Akira Zakamoto. The industrial hub of Porto Marghera. The setting chosen by the Turin painter for the canvases made for this exhibition is emblematic. A choice that is not casual — laden with deep meaning — leaving little room for interpretive doubt. The birth and development of Porto Marghera date back to 1917, when the Venetian entrepreneur Volpi obtained from the Ministry of Public Works the financial management of the project for building the industrial port. Within fifty years the industrial zone tripled, and from a production tied to shipbuilding it became a driving centre of the petrochemical sector. The economic boom increased production, and with it multiplied the problems of air and lagoon-water pollution and the serious, documented consequences for workers' health. A theatre of great corporate mergers, battles and union protests, with the crisis of the petrochemical sector Marghera began to fold in on itself again. Progressively the factories were abandoned, awaiting a project of requalification and reclamation of the area. And it is precisely at this moment that, under leaden skies saturated with pollution and behind menacing columns of smoke, Zakamoto's children arrive with great strides.

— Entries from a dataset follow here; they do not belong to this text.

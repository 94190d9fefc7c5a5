//! Brand equity: a 0-100 composite of reach, engagement and content
//! velocity.
//!
//! ```text
//! reach      = min(followers / 500_000 * 100, 100)
//! engagement = min(avg_engagement_rate * 10, 100)
//! content    = min(posts_per_day / 2 * 100, 100)
//! equity     = 0.4 * reach + 0.4 * engagement + 0.2 * content
//! ```

use serde::{Deserialize, Serialize};

use crate::types::BrandAnalysis;
use crate::{as_f64, ratio, round_to};

/// Follower count that earns a full reach score.
pub const REACH_CEILING: f64 = 500_000.0;
/// Posts per day that earn a full content score.
pub const VELOCITY_CEILING: f64 = 2.0;

const REACH_WEIGHT: f64 = 0.4;
const ENGAGEMENT_WEIGHT: f64 = 0.4;
const CONTENT_WEIGHT: f64 = 0.2;

#[derive(Debug, Clone, Copy, PartialEq, Serialize, Deserialize)]
#[serde(rename_all = "camelCase")]
pub struct EquityBreakdown {
    pub reach_score: f64,
    pub engagement_score: f64,
    pub content_score: f64,
    pub equity_score: f64,
}

#[derive(Debug, Clone, PartialEq, Serialize, Deserialize)]
#[serde(rename_all = "camelCase")]
pub struct BrandEquityRow {
    pub brand: String,
    pub is_focus: bool,
    pub total_followers: u64,
    /// Follower-weighted mean engagement rate in percent.
    pub avg_engagement: f64,
    /// Sum of posts per day across platforms.
    pub content_velocity: f64,
    #[serde(flatten)]
    pub scores: EquityBreakdown,
}

fn clamp_score(value: f64) -> f64 {
    if value.is_finite() {
        value.clamp(0.0, 100.0)
    } else {
        0.0
    }
}

/// Score one brand from its aggregated signals.
#[must_use]
pub fn score_equity(total_followers: u64, avg_engagement: f64, content_velocity: f64) -> EquityBreakdown {
    let reach = clamp_score(as_f64(total_followers) / REACH_CEILING * 100.0);
    let engagement = clamp_score(avg_engagement * 10.0);
    let content = clamp_score(content_velocity / VELOCITY_CEILING * 100.0);
    let equity = reach * REACH_WEIGHT + engagement * ENGAGEMENT_WEIGHT + content * CONTENT_WEIGHT;

    EquityBreakdown {
        reach_score: round_to(reach, 2),
        engagement_score: round_to(engagement, 2),
        content_score: round_to(content, 2),
        equity_score: round_to(equity, 1),
    }
}

/// Engagement rates weighted by followers, or their plain mean when no
/// platform reports followers.
#[must_use]
pub fn weighted_engagement(platforms: &[(u64, f64)]) -> f64 {
    let total_followers: u64 = platforms.iter().map(|(f, _)| f).sum();
    if total_followers > 0 {
        let weighted: f64 = platforms.iter().map(|(f, rate)| as_f64(*f) * rate).sum();
        weighted / as_f64(total_followers)
    } else {
        let sum: f64 = platforms.iter().map(|(_, rate)| rate).sum();
        ratio(sum, as_f64(platforms.len() as u64))
    }
}

/// One equity row per brand, in input order. Only platforms with data
/// contribute.
#[must_use]
pub fn compose_brand_equity(brands: &[BrandAnalysis]) -> Vec<BrandEquityRow> {
    brands
        .iter()
        .map(|analysis| {
            let platforms: Vec<(u64, f64)> = analysis
                .available()
                .map(|p| (p.followers, p.engagement_rate))
                .collect();
            let total_followers = platforms.iter().map(|(f, _)| f).sum();
            let avg_engagement = weighted_engagement(&platforms);
            let content_velocity: f64 = analysis.available().map(|p| p.avg_post_per_day).sum();

            BrandEquityRow {
                brand: analysis.brand.name.clone(),
                is_focus: analysis.is_focus,
                total_followers,
                avg_engagement: round_to(avg_engagement, 2),
                content_velocity: round_to(content_velocity, 2),
                scores: score_equity(total_followers, avg_engagement, content_velocity),
            }
        })
        .collect()
}

#[cfg(test)]
mod tests {
    use brandscope_core::{BrandProfile, Platform};

    use super::*;
    use crate::types::PlatformSnapshot;

    fn snapshot(platform: Platform, followers: u64, rate: f64, per_day: f64) -> PlatformSnapshot {
        let mut snap = PlatformSnapshot::unavailable(platform, Some("h".to_string()));
        snap.data_available = true;
        snap.followers = followers;
        snap.engagement_rate = rate;
        snap.avg_post_per_day = per_day;
        snap
    }

    #[test]
    fn reference_brand_scores_46() {
        let scores = score_equity(250_000, 3.5, 1.2);
        assert_eq!(scores.reach_score, 50.0);
        assert_eq!(scores.engagement_score, 35.0);
        assert_eq!(scores.content_score, 60.0);
        assert_eq!(scores.equity_score, 46.0);
    }

    #[test]
    fn sub_scores_are_capped() {
        let scores = score_equity(10_000_000, 50.0, 9.0);
        assert_eq!(scores.equity_score, 100.0);
        assert_eq!(score_equity(0, -3.0, f64::NAN).equity_score, 0.0);
    }

    #[test]
    fn equity_is_bounded_and_monotonic() {
        let followers = [0, 1_000, 250_000, 499_999, 500_000, 2_000_000];
        let engagement = [0.0, 0.5, 3.5, 9.99, 10.0, 40.0];
        let velocity = [0.0, 0.1, 1.2, 1.99, 2.0, 7.0];

        for &f in &followers {
            for &e in &engagement {
                for &v in &velocity {
                    let base = score_equity(f, e, v).equity_score;
                    assert!((0.0..=100.0).contains(&base));
                    assert!(score_equity(f + 50_000, e, v).equity_score >= base);
                    assert!(score_equity(f, e + 0.5, v).equity_score >= base);
                    assert!(score_equity(f, e, v + 0.1).equity_score >= base);
                }
            }
        }
    }

    #[test]
    fn engagement_is_follower_weighted_with_mean_fallback() {
        assert_eq!(weighted_engagement(&[(9_000, 1.0), (1_000, 11.0)]), 2.0);
        assert_eq!(weighted_engagement(&[(0, 1.0), (0, 3.0)]), 2.0);
        assert_eq!(weighted_engagement(&[]), 0.0);
    }

    #[test]
    fn compose_sums_available_platforms_only() {
        let mut skipped = snapshot(Platform::Twitter, 1_000_000, 9.0, 9.0);
        skipped.data_available = false;
        let analysis = BrandAnalysis {
            brand: BrandProfile::new("Acme"),
            is_focus: true,
            platforms: vec![
                snapshot(Platform::Instagram, 200_000, 3.0, 0.7),
                snapshot(Platform::TikTok, 50_000, 5.5, 0.5),
                skipped,
            ],
        };
        let rows = compose_brand_equity(&[analysis]);
        let row = &rows[0];

        assert_eq!(row.total_followers, 250_000);
        assert_eq!(row.avg_engagement, 3.5);
        assert_eq!(row.content_velocity, 1.2);
        assert_eq!(row.scores.equity_score, 46.0);
        assert!(row.is_focus);
    }

    #[test]
    fn row_serializes_flat() {
        let row = BrandEquityRow {
            brand: "Acme".to_string(),
            is_focus: false,
            total_followers: 250_000,
            avg_engagement: 3.5,
            content_velocity: 1.2,
            scores: score_equity(250_000, 3.5, 1.2),
        };
        let json = serde_json::to_value(&row).unwrap();
        assert_eq!(json["equityScore"], 46.0);
        assert_eq!(json["totalFollowers"], 250_000);
    }
}
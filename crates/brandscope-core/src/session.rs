use std::collections::{BTreeMap, HashSet};
use std::path::Path;

use serde::{Deserialize, Serialize};

use crate::platform::Platform;
use crate::ConfigError;

/// A session compares one focus brand against at most this many competitors.
pub const MAX_COMPETITORS: usize = 3;

#[derive(Debug, Clone, PartialEq, Eq, Serialize, Deserialize)]
pub struct BrandProfile {
    pub name: String,
    /// Account handle per platform. A platform without a handle is "not configured".
    #[serde(default)]
    pub handles: BTreeMap<Platform, String>,
}

impl BrandProfile {
    #[must_use]
    pub fn new(name: impl Into<String>) -> Self {
        Self {
            name: name.into(),
            handles: BTreeMap::new(),
        }
    }

    #[must_use]
    pub fn with_handle(mut self, platform: Platform, handle: impl Into<String>) -> Self {
        self.handles.insert(platform, handle.into());
        self
    }

    /// The configured handle for `platform`, if any, with `@` and padding removed.
    #[must_use]
    pub fn handle(&self, platform: Platform) -> Option<&str> {
        self.handles
            .get(&platform)
            .map(|h| h.trim().trim_start_matches('@').trim())
            .filter(|h| !h.is_empty())
    }
}

/// On-disk description of one comparative analysis session.
#[derive(Debug, Clone, Serialize, Deserialize)]
pub struct SessionFile {
    pub focus: BrandProfile,
    #[serde(default)]
    pub competitors: Vec<BrandProfile>,
    /// Comma-separated universe keywords for share of voice. Auto-generated when absent.
    #[serde(default)]
    pub universe_keywords: Option<String>,
}

impl SessionFile {
    /// Focus brand first, then competitors in configured order.
    pub fn brands(&self) -> impl Iterator<Item = &BrandProfile> {
        std::iter::once(&self.focus).chain(self.competitors.iter())
    }
}

/// Load and validate a session description from a YAML file.
///
/// # Errors
///
/// Returns `ConfigError` if the file cannot be read, parsed, or fails validation.
pub fn load_session_file(path: &Path) -> Result<SessionFile, ConfigError> {
    let content = std::fs::read_to_string(path).map_err(|e| ConfigError::SessionFileIo {
        path: path.display().to_string(),
        source: e,
    })?;

    let session: SessionFile =
        serde_yaml::from_str(&content).map_err(ConfigError::SessionFileParse)?;

    validate_session(&session)?;

    Ok(session)
}

/// Check brand names and the competitor limit.
///
/// # Errors
///
/// Returns [`ConfigError::Validation`] describing the first problem found.
pub fn validate_session(session: &SessionFile) -> Result<(), ConfigError> {
    if session.competitors.len() > MAX_COMPETITORS {
        return Err(ConfigError::Validation(format!(
            "at most {MAX_COMPETITORS} competitors are allowed, got {}",
            session.competitors.len()
        )));
    }

    let mut seen_names = HashSet::new();
    for brand in session.brands() {
        if brand.name.trim().is_empty() {
            return Err(ConfigError::Validation(
                "brand name must be non-empty".to_string(),
            ));
        }

        if !seen_names.insert(brand.name.trim().to_lowercase()) {
            return Err(ConfigError::Validation(format!(
                "duplicate brand name: '{}'",
                brand.name
            )));
        }
    }

    Ok(())
}

#[cfg(test)]
#[path = "session_test.rs"]
mod tests;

Let us forget the blond cherubs of past iconography, because Akira's are no ordinary children. They are giants — and not only in stature — who, with their gaze now stern, now menacing, destroy chimneys and the skeletons of factories. And, looking us straight in the face, they accuse us. It is hard to turn away to avoid their eyes, because before them we are all responsible for the environmental and social devastation we have managed to create over the course of a century. The iconographic choices the artist makes to address the theme of work are as interesting as they are unprecedented. In these painted pages, work is evoked exclusively by the buildings that housed it over a century, just as the presence of the workers is implied but never made explicit. Here too Zakamoto confirms himself as a realist painter who nonetheless deliberately disregards the canons of this kind of painting. Akira does not openly shout his denunciation of contemporary society but sublimates it and, in sublimating it, indirectly condemns it. These are works of strong and immediate visual impact, in which the dark, rough tones play a happy chromatic counterpoint with the reds of the children's shirts, which significantly recall the metal sheeting of the factories. Looking at these canvases we realise that everything is exactly in the right place; there is nothing excessive or that disturbs the eye, no superfluous descriptiveness meant only to wink at the observer and fill the space. As always, the artist knows how to balance absences and presences with wisdom, charging them with meaning. But let us now change our point of view and look at these compositions from a different angle. We realise that nothing, in fact, is entirely concluded, and that a glimmer of hope exists: the heavy, ashen skies leave room for scraps of blue that open the view onto a future that can and must be different.
Had Zakamoto not wished to grant, and to grant us, a chance of redemption, he would have let only the profiles of the industrial buildings speak. But here the true protagonists are the children who, by assumption, are the promise and the hope of the future. It is they who, mercilessly destroying the past, offer us the chance to build the foundations of a different and better tomorrow. Thus Porto Marghera is nothing but the emblem of a century that radically changed the economy and society, often trampling human rights and individual lives. The child who looks at us with a mocking smile in the work The End of Work is in truth the starting point from which to begin again. Because every end always presupposes a new beginning.